Note that VistaDB does not support the ExecuteXML
syntax at this time.
Parameter Class
To simplify the process of putting parameters into a Command
object, the Parameter
class allows you to quickly put parameters into a query without string
concatenation or worry about SQL Injection attacks. Most developers rely heavily on parameterized queries because of the added benefit of SQL Injection protection; string
s are automatically quoted to the specs of the underlying database.
There are many ways to create Parameters for Command
objects, but they are mostly just different ways of doing the same thing. Some people prefer one syntax over another, but they all end up as Parameter
objects on a Command
object at execution in the database.
DataReader Class
The DataReader
is built as a way to retrieve and examine the rows returned in response to your query as quickly as possible. Not all of the rows have to be ready before you can start working with the data. Only a single row is exposed at a time, so the database engine can get you the first record quickly and then continue to work in the background to find the rest of the answers over time.

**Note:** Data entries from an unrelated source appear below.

#[derive(Subcommand, Debug)]
enum Commands {
    /// List available serial ports
    ListPorts,

    /// Read once
    Read(ReadArgs),

    /// Read repeatedly
    Poll {
        #[command(flatten)]
        read: ReadArgs,

        /// Delay between cycles (ms)
        #[arg(short, long, default_value = "1000")]
        interval_ms: u64,

        /// Number of cycles (0 = until Ctrl+C)
        #[arg(short = 'n', long, default_value = "0")]
        cycles: u64,
    },

    /// Write a single holding register (0x06)
    WriteRegister {
        /// Slave address
        #[arg(short, long, default_value = "1")]
        slave: u8,

        /// Register address
        #[arg(short, long)]
        address: u16,

        /// Value to write
        #[arg(long, value_parser = parse_u16)]
        value: u16,
    },

    /// Write a single coil (0x05)
    WriteCoil {
        /// Slave address
        #[arg(short, long, default_value = "1")]
        slave: u8,

        /// Coil address
        #[arg(short, long)]
        address: u16,

        /// Switch the coil on (off when absent)
        #[arg(long)]
        on: bool,
    },

    /// Send a raw frame; the CRC is appended
    Raw {
        /// Frame bytes as hex, spaces allowed (e.g. "01 03 00 00 00 02")
        #[arg(long)]
        hex: String,
    },

    /// Send a line-terminated ASCII command
    Ascii {
        /// Command text, without terminator
        #[arg(short = 'c', long)]
        command: String,
    },

    /// ADAM-4055 DI/DO module
    Adam {
        /// Module address (overrides config)
        #[arg(short, long, value_parser = parse_u8)]
        module: Option<u8>,

        #[command(subcommand)]
        action: AdamAction,
    },
}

The data returned by a DataReader
is always read only. This class was built to be a lightweight forward only, read only, way to run through data quickly (this was called a firehose cursor in ADO).
Transaction Class
Transactions are used to ensure that multiple changes to database rows occur as a single unit of work. The Connection
class has a BeginTransaction
method that can be used to create a Transaction
.
A definite best practice is to ensure that Transactions are placed in Using
statements for rapid cleanup if they are not committed. Otherwise, the objects (and any internal locks that may be needed) will remain active until the GC gets around to cleaning it up.
What About Cursors?
You will notice that I never mentioned database cursors in the above discussion. That is because they do not exist within the ADO.NET framework. ADO.NET does not support server side cursors by design. The DataSet
and DataTable
classes most closely resemble a cursor, and the DataReader
class is a close match for a client side forward only, read only, cursor, but it is not the same thing.